ZURIGO, 6 MAGGIO 1979. PRIMO SARONNI, SECONDO MOSER E NACQUE LA RIVALITA'...

STORIA | 06/05/2020 | 07:45
di Alessandro Brambilla

Oggi è il 6 maggio: esattamente 41 anni fa Beppe Saronni ha vinto un’edizione bellissima del Gran Premio di Zurigo, classica prestigiosa. Vinse Beppe battendo in volata il compagno di fuga Francesco Moser e la sfida del 6 maggio 1979 nella lunga e difficile gara nella Svizzera di lingua tedesca fece esplodere la rivalità cruenta tra i due. Era l’epoca in cui il Gran Premio di Zurigo si correva nella prima settimana di maggio. Il cimento elvetico era valido per Coppa del Mondo intermarche e Superprestige Pernod.    


Al Meisterschaft von Zurich 1979 i chilometri da compiere erano 265,500, con tante salite. «Il Gran Premio di Zurigo – assicura Saronni, che nel ‘79 correva nella Scic – nel chilometraggio allora era inferiore solo alla Milano-Sanremo e ad altre pochissime classiche. Nel complesso lo “Zurigo” era più difficile della “Sanremo” soprattutto per le salite. L’ardore dei partecipanti era notevole; c’erano in particolare gli svizzeri che quando correvano in casa si  scatenavano e poi campioni di altre nazioni assetati di vittoria come De Vlaeminck, Demeyer, Lubberding e tutti gli altri».  


Nel finale dello Zurigo ‘79 si formò alla testa della corsa un gruppo comprendente tutti i favoriti. «A circa 20 chilometri dall’arrivo – continua Beppe – io e Moser siamo rimasti soli al comando; tra noi c’è stata subito intesa, abbiamo fatto l’andatura a turni regolari. Francesco sulle ultime due salitelle ha invano tentato di staccarmi: normale, si sentiva battuto allo sprint. Io ho replicato efficacemente. Abbiamo mantenuto 25-30 secondi  sugli immediati inseguitori e solo nel finale il nostro margine è leggermente calato».

Il rettilineo d’arrivo era su asfalto, adiacente allo storico velodromo nel quartiere Oerlikon. «Vinsi allo sprint e fu una soddisfazione enorme: in quell’epoca Moser era il corridore che chiunque sognava di battere. E poi il Grand Prix Zurigo era prova generale in vista del Giro d’Italia che Moser voleva vincere ad ogni costo, era al massimo della condizione. E invece il Giro d’Italia poi lo vinsi io. Ricordarmi il trionfo di Zurigo significa procurarmi una gioia immensa».  

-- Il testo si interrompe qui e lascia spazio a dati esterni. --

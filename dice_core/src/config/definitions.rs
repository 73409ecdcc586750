//! Stat definition loading

use super::ConfigError;
use crate::dice::Dice;
use serde::{Deserialize, Serialize};
use std::collections::HashMap;
use std::path::Path;
use std::sync::Arc;

/// Authored definition a stat is bound to for its lifetime.
///
/// Read-only content data: the base dice the stat starts from plus the
/// authored bounds (cap/floor/median and the damage allowance). The
/// bounds are exposed to consumers but take no part in aggregation.
#[derive(Debug, Clone, PartialEq, Eq, Serialize, Deserialize)]
pub struct StatDefinition {
    /// Base dice the stat starts from, e.g. `{ count = 2, kind = "d6" }`
    pub base: Dice,
    pub cap: i32,
    pub floor: i32,
    pub median: i32,
    /// Authored damage allowance for this stat
    pub max_damage: i32,
}

/// Container for stat definitions keyed by stat name
#[derive(Debug, Clone, Serialize, Deserialize)]
pub struct StatDefinitionsConfig {
    #[serde(rename = "stats")]
    pub stats: HashMap<String, StatDefinition>,
}

/// Loaded definition table, shared with the stats built from it
pub type StatDefinitions = HashMap<String, Arc<StatDefinition>>;

fn into_table(config: StatDefinitionsConfig) -> Result<StatDefinitions, ConfigError> {
    let mut map = HashMap::new();
    for (name, definition) in config.stats {
        if definition.base.count < 0 {
            return Err(ConfigError::ValidationError(format!(
                "stat '{}' has a negative base dice count",
                name
            )));
        }
        map.insert(name, Arc::new(definition));
    }
    Ok(map)
}

/// Load stat definitions from a TOML file
pub fn load_definitions(path: &Path) -> Result<StatDefinitions, ConfigError> {
    into_table(super::load_toml(path)?)
}

/// Load stat definitions from a TOML string
pub fn parse_definitions(content: &str) -> Result<StatDefinitions, ConfigError> {
    into_table(super::parse_toml(content)?)
}

/// Get the built-in default stat definitions
pub fn default_definitions() -> StatDefinitions {
    let toml = include_str!("../../config/stats.toml");
    parse_definitions(toml).unwrap_or_default()
}
//! Greedy damage reduction: peel the cheapest non-flat dice first

use super::{DicePool, DieKind};

/// How a [`DicePool::reduce_by`] call ended
#[derive(Debug, Clone, Copy, PartialEq, Eq)]
pub enum ReduceOutcome {
    /// The budget was consumed exactly
    BudgetSpent,
    /// Non-flat dice remain, but the cheapest costs more than the
    /// leftover budget
    ShortBudget { unspent: i32 },
    /// Every non-flat die was peeled before the budget ran out
    DiceExhausted { unspent: i32 },
}

impl ReduceOutcome {
    /// Budget left over after the reduction stopped
    pub fn unspent(self) -> i32 {
        match self {
            ReduceOutcome::BudgetSpent => 0,
            ReduceOutcome::ShortBudget { unspent } => unspent,
            ReduceOutcome::DiceExhausted { unspent } => unspent,
        }
    }
}

/// Result of reducing a pool by a damage budget
#[derive(Debug, Clone, PartialEq, Eq)]
pub struct Reduction {
    pub pool: DicePool,
    pub outcome: ReduceOutcome,
}

impl DicePool {
    /// Remove up to `budget` worth of face capacity from the pool,
    /// cheapest non-flat kind first, one die at a time. A die is peeled
    /// only while its maximal value fits the remaining budget, so the
    /// reduction never spends past `budget`. Flat entries are never
    /// touched.
    ///
    /// The outcome reports any unspent remainder instead of dropping it
    /// silently: either the pool ran out of non-flat dice, or the
    /// cheapest remaining die costs more than what is left.
    pub fn reduce_by(&self, budget: i32) -> Reduction {
        let mut pool = self.clone();
        let mut remaining = budget.max(0);

        loop {
            if remaining == 0 {
                return Reduction {
                    pool,
                    outcome: ReduceOutcome::BudgetSpent,
                };
            }
            let kind = match pool.smallest_non_flat() {
                Some(kind) => kind,
                None => {
                    return Reduction {
                        pool,
                        outcome: ReduceOutcome::DiceExhausted { unspent: remaining },
                    }
                }
            };
            if kind.maximal_value() > remaining {
                return Reduction {
                    pool,
                    outcome: ReduceOutcome::ShortBudget { unspent: remaining },
                };
            }
            pool.remove_one(kind);
            remaining -= kind.maximal_value();
        }
    }
}
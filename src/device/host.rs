// Copyright 2020 Amazon.com, Inc. or its affiliates. All Rights Reserved.
//
// SPDX-License-Identifier: Apache-2.0 OR BSD-3-Clause

use std::collections::BTreeMap;
use std::sync::{Arc, Mutex};

use crate::device::{ErrorStats, ErrorStatsSnapshot};
use crate::{Error, Result};

/// The node of the host environment that block devices attach under.
///
/// It keeps the addresses of its attached children unique and exposes the statistics of each
/// of them while attached.
#[derive(Debug)]
pub struct HostNode {
    name: String,
    children: Mutex<BTreeMap<String, Arc<ErrorStats>>>,
}

impl HostNode {
    pub fn new<S: Into<String>>(name: S) -> Self {
        HostNode {
            name: name.into(),
            children: Mutex::new(BTreeMap::new()),
        }
    }

    pub fn name(&self) -> &str {
        &self.name
    }

    pub(crate) fn claim(&self, address: &str, stats: Arc<ErrorStats>) -> Result<()> {
        let mut children = self.children.lock().unwrap();
        if children.contains_key(address) {
            return Err(Error::AddressInUse(address.to_string()));
        }
        children.insert(address.to_string(), stats);
        Ok(())
    }

    pub(crate) fn release(&self, address: &str) {
        if self.children.lock().unwrap().remove(address).is_none() {
            warn!("{}: release of unknown address {}", self.name, address);
        }
    }

    /// Addresses of the devices currently attached under this node.
    pub fn addresses(&self) -> Vec<String> {
        self.children.lock().unwrap().keys().cloned().collect()
    }

    /// Statistics of the device attached at `address`.
    pub fn stats(&self, address: &str) -> Option<ErrorStatsSnapshot> {
        self.children
            .lock()
            .unwrap()
            .get(address)
            .map(|stats| stats.snapshot())
    }
}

Allo “Zurich” Saronni s’impose dopo 6 ore, 32 minuti, 59” di gara,  e con 15” di ritardo Marc Demeyr conquistò allo sprint la terza posizione davanti a Roger De Vlaeminck, quinto si piazzò Marc Renier. «Un altro motivo per ritenere importante quel trionfo a Zurigo – aggiunge Saronni – è legato al palmares stagionale, poiché in primavera non avevo ottenuto risultati eccezionali. A Zurigo io e Francesco abbiamo dato spettacolo per la gioia dei tanti italiani presenti, molti dei quali in Svizzera per lavorare. A Zurigo 1979, lo ribadisco, è esplosa la vera rivalità tra me e Francesco, nelle due stagioni precedenti c’erano state tra  noi semplici schermaglie».   

Svizzera, dolce Svizzera per Saronni: due giorni dopo il cimento zurighese è iniziato il Giro di Romandia. Si è svolto dall’otto al 13 maggio e Saronni oltre a trionfare in classifica finale si è aggiudicato le tappe di Le Chaux de Fond e Torgon. Il 17 maggio ’79 iniziò il Giro d’Italia che per Saronni fu trionfale. Il corridore della Scic vinse il suo primo Giro d’Italia. Nella corsa rosa Beppe si aggiudicò la Potenza – Vieste e le cronometro Rimini – San Marino e Cesano Maderno – Milano. Aggiunse in quel Giro la vittoria nella classifica a punti, quella della maglia ciclamino. In classifica a tempo primo Saronni e secondo Moser a 2’09”.

Per Saronni si trattò di un mese da despota praticamente imbattibile: il 6 maggio trionfò a Zurigo, poi in due tappe e classifica finale al Giro di Romandia e al Giro d’Italia, che finì il 6 giugno aggiunse le tre tappe e la maglia rosa finale. Davvero un mese alla Merckx per Saronni che aveva 21 anni e mezzo, contro i 27 e 11 mesi di Moser. Quello tra Francesco e Beppe è stato l’ultimo grande dualismo del ciclismo italiano.